#### [REQUIRED ACTION]
Return only the line containing "let base = normalize_base_url(&ccp.url)?;" and each line after it, exactly as written, through the end of the records.

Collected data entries
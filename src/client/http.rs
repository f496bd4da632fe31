//! REST implementation of [`VaultClient`] over `reqwest`.

use super::model::{Account, AccountQuery, CcpCredential, Platform, Safe, ServerInfo, User};
use super::{ClientSettings, Connector, Credentials, VaultClient};
use crate::config::CcpConfig;
use crate::error::ApiError;
use async_trait::async_trait;
use reqwest::{Client, Method, RequestBuilder, Response, StatusCode};
use serde::de::DeserializeOwned;
use serde::Deserialize;
use serde_json::json;
use std::sync::Arc;
use tracing::debug;

const API_ROOT: &str = "PasswordVault/API";
const VERIFY_PATH: &str = "PasswordVault/WebServices/PIMServices.svc/Verify";
const CCP_PATH: &str = "AIMWebService/api/Accounts";

/// Builds [`HttpVaultClient`]s.
#[derive(Debug, Default, Clone)]
pub struct HttpConnector;

impl Connector for HttpConnector {
    fn connect(&self, settings: &ClientSettings) -> Result<Arc<dyn VaultClient>, ApiError> {
        Ok(Arc::new(HttpVaultClient::new(settings)?))
    }
}

pub struct HttpVaultClient {
    http: Client,
    base_url: String,
}

/// `{"value": [...], "count": n}` wrapper used by accounts and safes.
#[derive(Deserialize)]
struct ValueList<T> {
    #[serde(default = "Vec::new")]
    value: Vec<T>,
}

#[derive(Deserialize)]
#[serde(rename_all = "PascalCase")]
struct UserList {
    #[serde(default)]
    users: Vec<User>,
}

#[derive(Deserialize)]
#[serde(rename_all = "PascalCase")]
struct PlatformList {
    #[serde(default)]
    platforms: Vec<Platform>,
}

#[derive(Deserialize)]
struct ErrorBody {
    #[serde(rename = "ErrorMessage", alias = "errorMessage", alias = "Details")]
    message: Option<String>,
}

impl HttpVaultClient {
    pub fn new(settings: &ClientSettings) -> Result<Self, ApiError> {
        let base_url = normalize_base_url(&settings.server)?;
        let http = Client::builder()
            .timeout(settings.timeout)
            .danger_accept_invalid_certs(!settings.verify_tls)
            .build()
            .map_err(|e| ApiError::Config(format!("Failed to build HTTP client: {}", e)))?;
        Ok(Self { http, base_url })
    }

    fn url(&self, path: &str) -> String {
        format!("{}/{}", self.base_url, path)
    }

    fn api(&self, method: Method, path: &str, token: &str) -> RequestBuilder {
        self.http
            .request(method, self.url(&format!("{}/{}", API_ROOT, path)))
            .header(reqwest::header::AUTHORIZATION, token)
    }

    async fn send_json<T: DeserializeOwned>(&self, request: RequestBuilder) -> Result<T, ApiError> {
        let response = check(request.send().await?).await?;
        Ok(response.json::<T>().await?)
    }
}

/// Map non-success responses to an [`ApiError`], keeping the server message.
async fn check(response: Response) -> Result<Response, ApiError> {
    let status = response.status();
    if status.is_success() {
        return Ok(response);
    }
    let url = response.url().path().to_string();
    let body = response.text().await.unwrap_or_default();
    let message = serde_json::from_str::<ErrorBody>(&body)
        .ok()
        .and_then(|b| b.message)
        .unwrap_or_else(|| body.trim().to_string());
    debug!(status = status.as_u16(), url = %url, "Vault request failed");
    Err(match status {
        StatusCode::UNAUTHORIZED | StatusCode::FORBIDDEN => ApiError::Unauthorized(message),
        StatusCode::NOT_FOUND => ApiError::NotFound(if message.is_empty() { url } else { message }),
        _ => ApiError::Server {
            status: status.as_u16(),
            message,
        },
    })
}

fn normalize_base_url(server: &str) -> Result<String, ApiError> {
    let server = server.trim().trim_end_matches('/');
    if server.is_empty() {
        return Err(ApiError::Config(
            "No server configured (use 'set server <url>' or --server)".to_string(),
        ));
    }
    if server.starts_with("http://") || server.starts_with("https://") {
        Ok(server.to_string())
    } else {
        Ok(format!("https://{}", server))
    }
}

#[async_trait]
impl VaultClient for HttpVaultClient {
    async fn verify(&self) -> Result<ServerInfo, ApiError> {
        self.send_json(self.http.get(self.url(VERIFY_PATH))).await
    }

    async fn logon(&self, credentials: &Credentials) -> Result<String, ApiError> {
        let url = self.url(&format!(
            "{}/auth/{}/Logon",
            API_ROOT,
            credentials.method.endpoint_name()
        ));
        let body = json!({
            "username": credentials.username,
            "password": credentials.password,
            "concurrentSession": true,
        });
        let token: String = self.send_json(self.http.post(url).json(&body)).await?;
        if token.is_empty() {
            return Err(ApiError::InvalidResponse("empty session token".to_string()));
        }
        Ok(token)
    }

    async fn logoff(&self, token: &str) -> Result<(), ApiError> {
        let request = self.api(Method::POST, "auth/Logoff", token);
        check(request.send().await?).await?;
        Ok(())
    }

    async fn list_accounts(
        &self,
        token: &str,
        query: &AccountQuery,
    ) -> Result<Vec<Account>, ApiError> {
        let mut params: Vec<(&str, String)> = Vec::new();
        if let Some(search) = &query.search {
            params.push(("search", search.clone()));
        }
        if let Some(safe) = &query.safe {
            params.push(("filter", format!("safeName eq {}", safe)));
        }
        if let Some(limit) = query.limit {
            params.push(("limit", limit.to_string()));
        }
        if let Some(offset) = query.offset {
            params.push(("offset", offset.to_string()));
        }
        let request = self.api(Method::GET, "Accounts", token).query(&params);
        let list: ValueList<Account> = self.send_json(request).await?;
        Ok(list.value)
    }

    async fn get_account(&self, token: &str, id: &str) -> Result<Account, ApiError> {
        let request = self.api(Method::GET, &format!("Accounts/{}", id), token);
        self.send_json(request).await
    }

    async fn retrieve_password(
        &self,
        token: &str,
        id: &str,
        reason: Option<&str>,
    ) -> Result<String, ApiError> {
        let body = match reason {
            Some(reason) => json!({ "reason": reason }),
            None => json!({}),
        };
        let request = self
            .api(Method::POST, &format!("Accounts/{}/Password/Retrieve", id), token)
            .json(&body);
        self.send_json(request).await
    }

    async fn delete_account(&self, token: &str, id: &str) -> Result<(), ApiError> {
        let request = self.api(Method::DELETE, &format!("Accounts/{}", id), token);
        check(request.send().await?).await?;
        Ok(())
    }

    async fn list_safes(&self, token: &str, search: Option<&str>) -> Result<Vec<Safe>, ApiError> {
        let mut request = self.api(Method::GET, "Safes", token);
        if let Some(search) = search {
            request = request.query(&[("search", search)]);
        }
        let list: ValueList<Safe> = self.send_json(request).await?;
        Ok(list.value)
    }

    async fn get_safe(&self, token: &str, name: &str) -> Result<Safe, ApiError> {
        let request = self.api(Method::GET, &format!("Safes/{}", name), token);
        self.send_json(request).await
    }

    async fn list_users(&self, token: &str, search: Option<&str>) -> Result<Vec<User>, ApiError> {
        let mut request = self.api(Method::GET, "Users", token);
        if let Some(search) = search {
            request = request.query(&[("search", search)]);
        }
        let list: UserList = self.send_json(request).await?;
        Ok(list.users)
    }

    async fn get_user(&self, token: &str, id: i64) -> Result<User, ApiError> {
        let request = self.api(Method::GET, &format!("Users/{}", id), token);
        self.send_json(request).await
    }

    async fn list_platforms(
        &self,
        token: &str,
        active_only: bool,
    ) -> Result<Vec<Platform>, ApiError> {
        let mut request = self.api(Method::GET, "Platforms", token);
        if active_only {
            request = request.query(&[("Active", "true")]);
        }
        let list: PlatformList = self.send_json(request).await?;
        Ok(list.platforms)
    }

    async fn fetch_ccp_credential(&self, ccp: &CcpConfig) -> Result<CcpCredential, ApiError> {
        let base = normalize_base_url(&ccp.url)?;
        let request = self.http.get(format!("{}/{}", base, CCP_PATH)).query(&[
            ("AppID", ccp.app_id.as_str()),
            ("Safe", ccp.safe.as_str()),
            ("Object", ccp.object.as_str()),
        ]);
        self.send_json(request).await
    }
}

#### [WRITTEN RESPONSE]
        let base = normalize_base_url(&ccp.url)?;
        let request = self.http.get(format!("{}/{}", base, CCP_PATH)).query(&[
            ("AppID", ccp.app_id.as_str()),
            ("Safe", ccp.safe.as_str()),
            ("Object", ccp.object.as_str()),
        ]);
        self.send_json(request).await
    }
}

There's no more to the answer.